■ TASK:
Only the lines that contain the string "meant" belong in the answer; pull them from the records.

[Entries taken from a collection]
· · ·

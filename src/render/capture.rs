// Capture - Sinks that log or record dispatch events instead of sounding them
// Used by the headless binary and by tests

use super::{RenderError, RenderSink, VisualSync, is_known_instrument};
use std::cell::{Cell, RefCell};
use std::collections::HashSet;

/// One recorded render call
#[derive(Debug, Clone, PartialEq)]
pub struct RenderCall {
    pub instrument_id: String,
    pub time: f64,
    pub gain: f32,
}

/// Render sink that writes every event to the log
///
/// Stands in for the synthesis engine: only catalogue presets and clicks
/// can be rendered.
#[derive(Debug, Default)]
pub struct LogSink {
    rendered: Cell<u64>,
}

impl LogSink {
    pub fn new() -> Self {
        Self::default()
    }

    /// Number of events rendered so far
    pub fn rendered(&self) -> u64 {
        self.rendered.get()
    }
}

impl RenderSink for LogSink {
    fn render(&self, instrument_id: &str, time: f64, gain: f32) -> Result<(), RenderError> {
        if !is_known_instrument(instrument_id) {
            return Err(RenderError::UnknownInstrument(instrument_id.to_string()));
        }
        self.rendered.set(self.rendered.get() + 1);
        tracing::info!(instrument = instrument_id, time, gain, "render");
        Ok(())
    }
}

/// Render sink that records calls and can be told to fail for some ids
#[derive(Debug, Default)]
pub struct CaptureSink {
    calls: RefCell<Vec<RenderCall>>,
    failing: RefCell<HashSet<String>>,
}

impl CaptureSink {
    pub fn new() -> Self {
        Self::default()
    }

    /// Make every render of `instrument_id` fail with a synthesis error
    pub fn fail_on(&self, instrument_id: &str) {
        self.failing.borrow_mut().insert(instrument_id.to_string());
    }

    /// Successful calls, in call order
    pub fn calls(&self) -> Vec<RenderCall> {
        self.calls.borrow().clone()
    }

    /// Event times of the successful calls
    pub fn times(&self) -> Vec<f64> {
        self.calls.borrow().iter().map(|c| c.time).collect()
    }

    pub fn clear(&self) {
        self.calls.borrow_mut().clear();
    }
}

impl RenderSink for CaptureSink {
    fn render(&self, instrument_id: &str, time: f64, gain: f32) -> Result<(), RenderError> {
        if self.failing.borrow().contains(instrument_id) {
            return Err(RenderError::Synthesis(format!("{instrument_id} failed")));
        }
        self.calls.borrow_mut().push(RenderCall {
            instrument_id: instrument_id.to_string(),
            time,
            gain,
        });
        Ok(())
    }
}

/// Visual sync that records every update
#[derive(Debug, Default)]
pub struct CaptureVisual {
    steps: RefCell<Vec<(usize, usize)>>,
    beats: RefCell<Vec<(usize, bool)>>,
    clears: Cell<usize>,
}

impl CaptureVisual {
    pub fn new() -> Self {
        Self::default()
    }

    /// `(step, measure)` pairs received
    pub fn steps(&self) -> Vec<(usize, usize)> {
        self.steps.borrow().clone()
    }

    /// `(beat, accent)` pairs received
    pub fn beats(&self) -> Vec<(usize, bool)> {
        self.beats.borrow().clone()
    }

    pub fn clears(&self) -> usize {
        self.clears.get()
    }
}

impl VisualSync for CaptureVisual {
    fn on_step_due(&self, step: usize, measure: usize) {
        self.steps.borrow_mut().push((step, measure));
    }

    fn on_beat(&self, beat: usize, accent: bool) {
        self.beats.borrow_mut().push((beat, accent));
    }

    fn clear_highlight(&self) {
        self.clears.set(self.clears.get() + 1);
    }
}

· · ·

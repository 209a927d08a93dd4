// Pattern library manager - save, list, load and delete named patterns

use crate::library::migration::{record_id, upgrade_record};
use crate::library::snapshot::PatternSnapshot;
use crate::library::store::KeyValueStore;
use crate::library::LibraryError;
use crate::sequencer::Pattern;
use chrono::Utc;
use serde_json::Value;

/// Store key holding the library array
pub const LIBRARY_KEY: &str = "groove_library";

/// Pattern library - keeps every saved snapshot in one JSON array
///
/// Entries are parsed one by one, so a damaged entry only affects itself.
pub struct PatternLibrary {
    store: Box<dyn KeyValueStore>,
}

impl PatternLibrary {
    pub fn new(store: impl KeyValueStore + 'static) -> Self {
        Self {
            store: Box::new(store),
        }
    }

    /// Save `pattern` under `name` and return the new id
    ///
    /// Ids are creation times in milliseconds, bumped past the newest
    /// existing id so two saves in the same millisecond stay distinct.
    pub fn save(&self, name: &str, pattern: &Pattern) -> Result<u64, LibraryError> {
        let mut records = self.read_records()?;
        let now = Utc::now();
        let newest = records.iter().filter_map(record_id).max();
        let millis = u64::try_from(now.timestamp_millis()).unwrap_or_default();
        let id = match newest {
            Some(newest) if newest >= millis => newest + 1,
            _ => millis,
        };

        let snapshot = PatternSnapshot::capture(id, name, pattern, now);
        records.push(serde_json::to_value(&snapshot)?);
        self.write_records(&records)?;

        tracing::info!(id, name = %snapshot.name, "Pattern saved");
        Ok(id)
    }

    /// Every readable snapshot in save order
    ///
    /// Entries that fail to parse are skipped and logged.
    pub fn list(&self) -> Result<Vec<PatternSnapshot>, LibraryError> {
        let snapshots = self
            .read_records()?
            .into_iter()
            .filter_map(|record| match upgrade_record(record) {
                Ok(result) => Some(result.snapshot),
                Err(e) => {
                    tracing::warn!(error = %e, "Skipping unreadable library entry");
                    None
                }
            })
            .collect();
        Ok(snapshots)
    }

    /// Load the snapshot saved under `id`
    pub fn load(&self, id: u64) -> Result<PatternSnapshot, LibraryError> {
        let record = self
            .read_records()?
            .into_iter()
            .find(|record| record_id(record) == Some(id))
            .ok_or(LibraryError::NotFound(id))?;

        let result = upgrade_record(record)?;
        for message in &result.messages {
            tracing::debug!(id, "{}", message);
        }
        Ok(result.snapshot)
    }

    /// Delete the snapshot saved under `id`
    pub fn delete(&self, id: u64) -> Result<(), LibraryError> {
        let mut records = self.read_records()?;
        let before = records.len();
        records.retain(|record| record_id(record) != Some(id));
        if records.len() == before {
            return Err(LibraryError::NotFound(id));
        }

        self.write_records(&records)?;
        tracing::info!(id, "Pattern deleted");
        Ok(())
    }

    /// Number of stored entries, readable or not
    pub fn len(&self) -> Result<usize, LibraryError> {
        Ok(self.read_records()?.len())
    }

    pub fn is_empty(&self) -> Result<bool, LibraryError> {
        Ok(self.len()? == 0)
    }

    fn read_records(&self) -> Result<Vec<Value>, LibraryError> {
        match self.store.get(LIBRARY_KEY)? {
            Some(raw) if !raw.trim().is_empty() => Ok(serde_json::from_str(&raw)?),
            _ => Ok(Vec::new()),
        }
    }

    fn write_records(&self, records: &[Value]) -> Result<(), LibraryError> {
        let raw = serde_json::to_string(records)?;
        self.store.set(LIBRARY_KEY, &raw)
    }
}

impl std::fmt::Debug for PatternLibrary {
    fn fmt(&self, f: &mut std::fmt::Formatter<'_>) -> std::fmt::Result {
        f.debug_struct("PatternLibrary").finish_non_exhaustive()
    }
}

· · ·

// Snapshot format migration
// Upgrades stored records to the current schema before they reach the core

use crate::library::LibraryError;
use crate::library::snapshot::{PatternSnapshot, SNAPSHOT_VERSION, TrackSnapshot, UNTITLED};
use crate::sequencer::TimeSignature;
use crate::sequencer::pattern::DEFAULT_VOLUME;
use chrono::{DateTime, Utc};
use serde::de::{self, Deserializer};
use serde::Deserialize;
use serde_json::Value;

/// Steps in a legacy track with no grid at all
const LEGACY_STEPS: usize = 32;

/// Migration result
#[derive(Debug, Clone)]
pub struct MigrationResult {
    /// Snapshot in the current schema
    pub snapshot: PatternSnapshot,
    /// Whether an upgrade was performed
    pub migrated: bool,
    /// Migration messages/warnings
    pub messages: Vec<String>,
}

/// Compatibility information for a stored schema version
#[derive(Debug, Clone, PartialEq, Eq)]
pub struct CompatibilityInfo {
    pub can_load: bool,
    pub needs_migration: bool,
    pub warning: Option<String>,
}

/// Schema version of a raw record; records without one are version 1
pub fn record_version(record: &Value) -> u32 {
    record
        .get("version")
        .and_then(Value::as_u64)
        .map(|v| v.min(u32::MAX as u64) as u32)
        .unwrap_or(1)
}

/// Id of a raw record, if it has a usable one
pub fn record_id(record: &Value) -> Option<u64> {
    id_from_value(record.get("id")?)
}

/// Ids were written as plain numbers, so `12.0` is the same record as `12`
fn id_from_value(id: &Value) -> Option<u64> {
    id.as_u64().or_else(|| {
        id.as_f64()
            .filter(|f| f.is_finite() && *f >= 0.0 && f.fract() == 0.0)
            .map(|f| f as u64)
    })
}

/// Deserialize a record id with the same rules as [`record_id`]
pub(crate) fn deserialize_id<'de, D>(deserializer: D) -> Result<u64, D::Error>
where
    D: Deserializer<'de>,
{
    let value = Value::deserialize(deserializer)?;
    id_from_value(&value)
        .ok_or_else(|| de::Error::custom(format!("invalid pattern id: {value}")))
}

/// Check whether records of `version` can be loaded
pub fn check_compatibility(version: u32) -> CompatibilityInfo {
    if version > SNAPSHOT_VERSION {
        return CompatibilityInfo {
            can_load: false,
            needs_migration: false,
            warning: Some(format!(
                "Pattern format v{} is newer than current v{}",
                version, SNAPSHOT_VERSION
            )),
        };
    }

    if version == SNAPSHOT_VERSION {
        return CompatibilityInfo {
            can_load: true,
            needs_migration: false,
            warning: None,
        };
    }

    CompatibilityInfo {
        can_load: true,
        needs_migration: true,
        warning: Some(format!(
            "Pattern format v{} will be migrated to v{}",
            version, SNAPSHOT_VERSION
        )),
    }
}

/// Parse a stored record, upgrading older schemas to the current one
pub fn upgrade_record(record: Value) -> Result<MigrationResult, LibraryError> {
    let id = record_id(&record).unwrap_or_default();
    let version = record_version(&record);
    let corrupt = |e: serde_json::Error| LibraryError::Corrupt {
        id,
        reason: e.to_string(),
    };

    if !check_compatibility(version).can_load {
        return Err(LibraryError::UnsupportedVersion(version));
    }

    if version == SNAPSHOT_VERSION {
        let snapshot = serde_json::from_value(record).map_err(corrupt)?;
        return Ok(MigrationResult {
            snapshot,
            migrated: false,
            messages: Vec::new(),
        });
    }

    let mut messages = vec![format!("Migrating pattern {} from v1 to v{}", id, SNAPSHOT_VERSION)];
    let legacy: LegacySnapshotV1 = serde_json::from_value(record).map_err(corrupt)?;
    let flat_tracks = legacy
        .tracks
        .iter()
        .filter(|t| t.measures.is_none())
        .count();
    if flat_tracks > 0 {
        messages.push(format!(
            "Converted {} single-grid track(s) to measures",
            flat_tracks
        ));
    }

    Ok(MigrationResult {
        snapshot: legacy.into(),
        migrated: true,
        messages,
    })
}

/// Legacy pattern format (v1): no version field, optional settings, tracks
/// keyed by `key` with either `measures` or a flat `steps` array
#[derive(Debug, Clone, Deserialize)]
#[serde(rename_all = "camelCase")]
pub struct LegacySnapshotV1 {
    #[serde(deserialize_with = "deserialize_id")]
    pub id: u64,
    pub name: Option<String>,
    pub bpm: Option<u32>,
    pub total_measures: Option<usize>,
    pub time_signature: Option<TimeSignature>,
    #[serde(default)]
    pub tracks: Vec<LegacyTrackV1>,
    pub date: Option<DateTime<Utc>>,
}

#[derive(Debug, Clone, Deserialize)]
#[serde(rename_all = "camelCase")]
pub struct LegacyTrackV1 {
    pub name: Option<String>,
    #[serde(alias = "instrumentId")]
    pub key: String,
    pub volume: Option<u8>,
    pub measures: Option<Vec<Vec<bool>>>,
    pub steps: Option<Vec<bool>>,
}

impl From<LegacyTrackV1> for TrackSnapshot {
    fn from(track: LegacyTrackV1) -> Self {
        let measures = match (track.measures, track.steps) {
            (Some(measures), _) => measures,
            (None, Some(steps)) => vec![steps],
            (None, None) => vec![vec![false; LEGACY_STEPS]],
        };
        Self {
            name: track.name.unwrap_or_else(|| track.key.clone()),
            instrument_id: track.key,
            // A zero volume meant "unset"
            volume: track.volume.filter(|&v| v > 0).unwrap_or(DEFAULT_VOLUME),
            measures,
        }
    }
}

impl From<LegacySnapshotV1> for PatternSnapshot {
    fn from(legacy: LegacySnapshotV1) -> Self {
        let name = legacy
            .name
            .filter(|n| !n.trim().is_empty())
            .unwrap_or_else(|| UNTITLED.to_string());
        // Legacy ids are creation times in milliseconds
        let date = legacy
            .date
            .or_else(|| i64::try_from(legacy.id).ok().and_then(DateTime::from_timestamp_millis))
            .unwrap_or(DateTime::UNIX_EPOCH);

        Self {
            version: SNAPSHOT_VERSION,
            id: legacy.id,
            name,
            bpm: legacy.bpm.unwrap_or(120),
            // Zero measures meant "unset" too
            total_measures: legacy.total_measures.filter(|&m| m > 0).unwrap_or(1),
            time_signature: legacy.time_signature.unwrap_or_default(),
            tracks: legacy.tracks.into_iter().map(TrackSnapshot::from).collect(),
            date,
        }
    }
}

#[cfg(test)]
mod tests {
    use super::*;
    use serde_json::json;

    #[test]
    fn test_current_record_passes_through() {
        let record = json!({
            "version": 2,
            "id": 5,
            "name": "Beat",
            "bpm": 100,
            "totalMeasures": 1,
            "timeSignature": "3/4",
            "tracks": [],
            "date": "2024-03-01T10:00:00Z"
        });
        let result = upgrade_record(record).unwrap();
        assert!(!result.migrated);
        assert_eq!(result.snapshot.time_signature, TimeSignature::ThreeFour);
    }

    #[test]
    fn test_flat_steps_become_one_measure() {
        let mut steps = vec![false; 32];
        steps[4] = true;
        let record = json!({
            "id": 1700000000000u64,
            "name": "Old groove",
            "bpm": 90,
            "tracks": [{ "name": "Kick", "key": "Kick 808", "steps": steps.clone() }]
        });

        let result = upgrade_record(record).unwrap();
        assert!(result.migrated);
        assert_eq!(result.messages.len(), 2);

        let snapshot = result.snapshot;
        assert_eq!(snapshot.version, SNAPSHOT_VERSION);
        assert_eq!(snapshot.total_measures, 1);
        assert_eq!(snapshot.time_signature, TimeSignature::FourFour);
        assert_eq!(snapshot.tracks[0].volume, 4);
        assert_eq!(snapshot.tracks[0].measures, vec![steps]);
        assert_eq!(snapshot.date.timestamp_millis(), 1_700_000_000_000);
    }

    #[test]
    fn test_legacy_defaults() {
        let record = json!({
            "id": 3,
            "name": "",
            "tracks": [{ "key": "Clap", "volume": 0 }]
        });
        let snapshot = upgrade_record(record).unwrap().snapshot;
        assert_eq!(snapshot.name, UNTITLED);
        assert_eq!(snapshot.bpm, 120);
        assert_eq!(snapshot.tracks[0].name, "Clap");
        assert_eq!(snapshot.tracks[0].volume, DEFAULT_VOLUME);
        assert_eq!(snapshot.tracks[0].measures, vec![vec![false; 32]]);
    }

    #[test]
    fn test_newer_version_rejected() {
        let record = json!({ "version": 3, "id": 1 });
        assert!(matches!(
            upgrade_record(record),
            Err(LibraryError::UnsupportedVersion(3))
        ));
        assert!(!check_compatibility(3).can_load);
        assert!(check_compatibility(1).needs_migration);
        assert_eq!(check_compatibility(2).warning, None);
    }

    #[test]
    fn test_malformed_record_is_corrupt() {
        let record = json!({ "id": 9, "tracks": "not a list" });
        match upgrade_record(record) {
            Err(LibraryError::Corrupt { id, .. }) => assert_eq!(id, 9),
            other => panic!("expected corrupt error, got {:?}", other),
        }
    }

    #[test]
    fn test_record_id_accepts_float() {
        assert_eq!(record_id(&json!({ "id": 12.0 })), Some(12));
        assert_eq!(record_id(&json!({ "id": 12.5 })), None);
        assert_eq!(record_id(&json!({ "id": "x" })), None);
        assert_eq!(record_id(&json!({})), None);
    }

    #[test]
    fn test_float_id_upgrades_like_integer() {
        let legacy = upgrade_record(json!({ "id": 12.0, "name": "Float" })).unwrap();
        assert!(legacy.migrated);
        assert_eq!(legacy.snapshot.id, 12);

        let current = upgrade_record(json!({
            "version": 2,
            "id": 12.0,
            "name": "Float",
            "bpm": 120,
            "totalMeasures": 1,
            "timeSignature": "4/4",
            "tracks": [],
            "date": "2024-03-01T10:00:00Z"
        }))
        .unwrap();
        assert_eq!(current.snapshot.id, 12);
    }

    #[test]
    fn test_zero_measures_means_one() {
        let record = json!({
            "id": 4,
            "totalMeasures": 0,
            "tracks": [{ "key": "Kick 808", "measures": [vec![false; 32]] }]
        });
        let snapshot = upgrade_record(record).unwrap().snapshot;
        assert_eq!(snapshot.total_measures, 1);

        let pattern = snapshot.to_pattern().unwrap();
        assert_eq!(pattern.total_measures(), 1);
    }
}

· · ·

■ WRITTEN SOLUTION:
            // A zero volume meant "unset"
            // Zero measures meant "unset" too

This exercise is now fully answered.